What you are asked to do:
I need the records below retyped exactly.
─── Material supplied
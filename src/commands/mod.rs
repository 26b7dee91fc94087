use anyhow::{Context, Result};
use std::collections::HashMap;
use std::env;
use std::io::{self, Read};
use tracing::Level;
use tracing_subscriber::{EnvFilter, FmtSubscriber};

use crate::allocator::AllocError;
use crate::config::NetConf;
use crate::eni::PoolError;
use crate::ip::IpError;
use crate::plugin::VpcNetPlugin;
use crate::routing::RoutingError;
use crate::store::StoreError;
use crate::types::{CmdArgs, ErrorResult, VersionResult};
use crate::wiring::WiringError;

/// CNI error code for an invalid network configuration
pub const CODE_INVALID_CONFIG: u32 = 7;
/// CNI error code asking the runtime to try again later
pub const CODE_TRY_AGAIN: u32 = 11;
pub const CODE_POOL_EXHAUSTED: u32 = 100;
pub const CODE_STORE: u32 = 101;
pub const CODE_WIRING: u32 = 102;
pub const CODE_ROUTING: u32 = 103;
pub const CODE_INTERNAL: u32 = 999;

/// Parse command arguments from environment
pub fn parse_args() -> Result<CmdArgs> {
    // Get required environment variables
    let container_id = env::var("CNI_CONTAINERID")
        .context("CNI_CONTAINERID not found in environment")?;

    // DEL may come without a namespace once the container is gone
    let netns = env::var("CNI_NETNS").unwrap_or_default();

    let ifname = env::var("CNI_IFNAME")
        .context("CNI_IFNAME not found in environment")?;

    let path = env::var("CNI_PATH").unwrap_or_default();

    // Get args (if any)
    let args_str = env::var("CNI_ARGS").unwrap_or_default();
    let args = parse_cni_args(&args_str);

    // Read stdin data
    let mut stdin_data = Vec::new();
    io::stdin().read_to_end(&mut stdin_data)
        .context("Failed to read from stdin")?;

    Ok(CmdArgs {
        container_id,
        netns,
        ifname,
        args,
        path,
        stdin_data,
    })
}

/// Parse CNI_ARGS string into key-value pairs
pub fn parse_cni_args(args_str: &str) -> HashMap<String, String> {
    args_str
        .split(';')
        .filter_map(|pair| pair.split_once('='))
        .map(|(key, value)| (key.to_string(), value.to_string()))
        .collect()
}

/// Map a glog-style verbosity to a tracing level
pub fn verbosity_level(verbosity: u8) -> Level {
    match verbosity {
        0 => Level::WARN,
        1 => Level::INFO,
        2 => Level::DEBUG,
        _ => Level::TRACE,
    }
}

/// Set up tracing on stderr; stdout is reserved for the CNI result.
/// `RUST_LOG` wins over the configured verbosity.
pub fn init_logging(verbosity: u8) -> Result<()> {
    let filter = EnvFilter::try_from_default_env()
        .unwrap_or_else(|_| EnvFilter::new(verbosity_level(verbosity).to_string()));

    let subscriber = FmtSubscriber::builder()
        .with_env_filter(filter)
        .with_writer(io::stderr)
        .finish();

    tracing::subscriber::set_global_default(subscriber)
        .context("Failed to set default subscriber")
}

fn load(args: &CmdArgs) -> Result<NetConf> {
    let conf = NetConf::parse(&args.stdin_data)?;
    init_logging(conf.log_verbosity)?;
    Ok(conf)
}

/// Execute the add command
pub fn cmd_add() -> Result<()> {
    let args = parse_args()?;

    // Parse network configuration
    let conf = load(&args)?;

    let result = VpcNetPlugin::new(conf, args).add_network()?;

    // Output result as JSON
    result.print()?;

    Ok(())
}

/// Execute the delete command
pub fn cmd_del() -> Result<()> {
    let args = parse_args()?;
    let conf = load(&args)?;
    VpcNetPlugin::new(conf, args).del_network()
}

/// Execute the check command
pub fn cmd_check() -> Result<()> {
    let args = parse_args()?;
    let conf = load(&args)?;
    VpcNetPlugin::new(conf, args).check_network()
}

/// Main entry point for the CNI plugin
pub fn run_cni() -> Result<()> {
    // Get command from environment
    let cmd = env::var("CNI_COMMAND")
        .context("CNI_COMMAND not found in environment")?;

    // Execute the appropriate command
    match cmd.as_str() {
        "ADD" => cmd_add(),
        "DEL" => cmd_del(),
        "CHECK" => cmd_check(),
        "VERSION" => {
            println!("{}", serde_json::to_string(&VersionResult::default())?);
            Ok(())
        }
        _ => anyhow::bail!("Unknown CNI command: {}", cmd),
    }
}

/// Pick the CNI error code for a failed command
pub fn error_code(err: &anyhow::Error) -> u32 {
    for cause in err.chain() {
        if let Some(e) = cause.downcast_ref::<AllocError>() {
            return match e {
                AllocError::PoolExhausted { .. } => CODE_POOL_EXHAUSTED,
                AllocError::Store(store) => store_code(store),
            };
        }
        if let Some(e) = cause.downcast_ref::<StoreError>() {
            return store_code(e);
        }
        if cause.is::<PoolError>() {
            return CODE_INVALID_CONFIG;
        }
        if cause.is::<WiringError>() || cause.is::<IpError>() {
            return CODE_WIRING;
        }
        if cause.is::<RoutingError>() {
            return CODE_ROUTING;
        }
        if cause.is::<serde_json::Error>() {
            return CODE_INVALID_CONFIG;
        }
    }
    CODE_INTERNAL
}

fn store_code(err: &StoreError) -> u32 {
    match err {
        StoreError::LockTimeout { .. } => CODE_TRY_AGAIN,
        _ => CODE_STORE,
    }
}

/// Build the CNI error document for a failed command
pub fn error_result(err: &anyhow::Error) -> ErrorResult {
    ErrorResult {
        cni_version: "1.0.0".to_string(),
        code: error_code(err),
        msg: err.to_string(),
        details: format!("{:#}", err),
    }
}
──────
Written answer:
filename src/commands/mod.rs
repository 26b7dee91fc94087
use anyhow::{Context, Result};
use std::collections::HashMap;
use std::env;
use std::io::{self, Read};
use tracing::Level;
use tracing_subscriber::{EnvFilter, FmtSubscriber};

use crate::allocator::AllocError;
use crate::config::NetConf;
use crate::eni::PoolError;
use crate::ip::IpError;
use crate::plugin::VpcNetPlugin;
use crate::routing::RoutingError;
use crate::store::StoreError;
use crate::types::{CmdArgs, ErrorResult, VersionResult};
use crate::wiring::WiringError;

/// CNI error code for an invalid network configuration
pub const CODE_INVALID_CONFIG: u32 = 7;
/// CNI error code asking the runtime to try again later
pub const CODE_TRY_AGAIN: u32 = 11;
pub const CODE_POOL_EXHAUSTED: u32 = 100;
pub const CODE_STORE: u32 = 101;
pub const CODE_WIRING: u32 = 102;
pub const CODE_ROUTING: u32 = 103;
pub const CODE_INTERNAL: u32 = 999;

/// Parse command arguments from environment
pub fn parse_args() -> Result<CmdArgs> {
    // Get required environment variables
    let container_id = env::var("CNI_CONTAINERID")
        .context("CNI_CONTAINERID not found in environment")?;

    // DEL may come without a namespace once the container is gone
    let netns = env::var("CNI_NETNS").unwrap_or_default();

    let ifname = env::var("CNI_IFNAME")
        .context("CNI_IFNAME not found in environment")?;

    let path = env::var("CNI_PATH").unwrap_or_default();

    // Get args (if any)
    let args_str = env::var("CNI_ARGS").unwrap_or_default();
    let args = parse_cni_args(&args_str);

    // Read stdin data
    let mut stdin_data = Vec::new();
    io::stdin().read_to_end(&mut stdin_data)
        .context("Failed to read from stdin")?;

    Ok(CmdArgs {
        container_id,
        netns,
        ifname,
        args,
        path,
        stdin_data,
    })
}

/// Parse CNI_ARGS string into key-value pairs
pub fn parse_cni_args(args_str: &str) -> HashMap<String, String> {
    args_str
        .split(';')
        .filter_map(|pair| pair.split_once('='))
        .map(|(key, value)| (key.to_string(), value.to_string()))
        .collect()
}

/// Map a glog-style verbosity to a tracing level
pub fn verbosity_level(verbosity: u8) -> Level {
    match verbosity {
        0 => Level::WARN,
        1 => Level::INFO,
        2 => Level::DEBUG,
        _ => Level::TRACE,
    }
}

/// Set up tracing on stderr; stdout is reserved for the CNI result.
/// `RUST_LOG` wins over the configured verbosity.
pub fn init_logging(verbosity: u8) -> Result<()> {
    let filter = EnvFilter::try_from_default_env()
        .unwrap_or_else(|_| EnvFilter::new(verbosity_level(verbosity).to_string()));

    let subscriber = FmtSubscriber::builder()
        .with_env_filter(filter)
        .with_writer(io::stderr)
        .finish();

    tracing::subscriber::set_global_default(subscriber)
        .context("Failed to set default subscriber")
}

fn load(args: &CmdArgs) -> Result<NetConf> {
    let conf = NetConf::parse(&args.stdin_data)?;
    init_logging(conf.log_verbosity)?;
    Ok(conf)
}

/// Execute the add command
pub fn cmd_add() -> Result<()> {
    let args = parse_args()?;

    // Parse network configuration
    let conf = load(&args)?;

    let result = VpcNetPlugin::new(conf, args).add_network()?;

    // Output result as JSON
    result.print()?;

    Ok(())
}

/// Execute the delete command
pub fn cmd_del() -> Result<()> {
    let args = parse_args()?;
    let conf = load(&args)?;
    VpcNetPlugin::new(conf, args).del_network()
}

/// Execute the check command
pub fn cmd_check() -> Result<()> {
    let args = parse_args()?;
    let conf = load(&args)?;
    VpcNetPlugin::new(conf, args).check_network()
}

/// Main entry point for the CNI plugin
pub fn run_cni() -> Result<()> {
    // Get command from environment
    let cmd = env::var("CNI_COMMAND")
        .context("CNI_COMMAND not found in environment")?;

    // Execute the appropriate command
    match cmd.as_str() {
        "ADD" => cmd_add(),
        "DEL" => cmd_del(),
        "CHECK" => cmd_check(),
        "VERSION" => {
            println!("{}", serde_json::to_string(&VersionResult::default())?);
            Ok(())
        }
        _ => anyhow::bail!("Unknown CNI command: {}", cmd),
    }
}

/// Pick the CNI error code for a failed command
pub fn error_code(err: &anyhow::Error) -> u32 {
    for cause in err.chain() {
        if let Some(e) = cause.downcast_ref::<AllocError>() {
            return match e {
                AllocError::PoolExhausted { .. } => CODE_POOL_EXHAUSTED,
                AllocError::Store(store) => store_code(store),
            };
        }
        if let Some(e) = cause.downcast_ref::<StoreError>() {
            return store_code(e);
        }
        if cause.is::<PoolError>() {
            return CODE_INVALID_CONFIG;
        }
        if cause.is::<WiringError>() || cause.is::<IpError>() {
            return CODE_WIRING;
        }
        if cause.is::<RoutingError>() {
            return CODE_ROUTING;
        }
        if cause.is::<serde_json::Error>() {
            return CODE_INVALID_CONFIG;
        }
    }
    CODE_INTERNAL
}

fn store_code(err: &StoreError) -> u32 {
    match err {
        StoreError::LockTimeout { .. } => CODE_TRY_AGAIN,
        _ => CODE_STORE,
    }
}

/// Build the CNI error document for a failed command
pub fn error_result(err: &anyhow::Error) -> ErrorResult {
    ErrorResult {
        cni_version: "1.0.0".to_string(),
        code: error_code(err),
        msg: err.to_string(),
        details: format!("{:#}", err),
    }
}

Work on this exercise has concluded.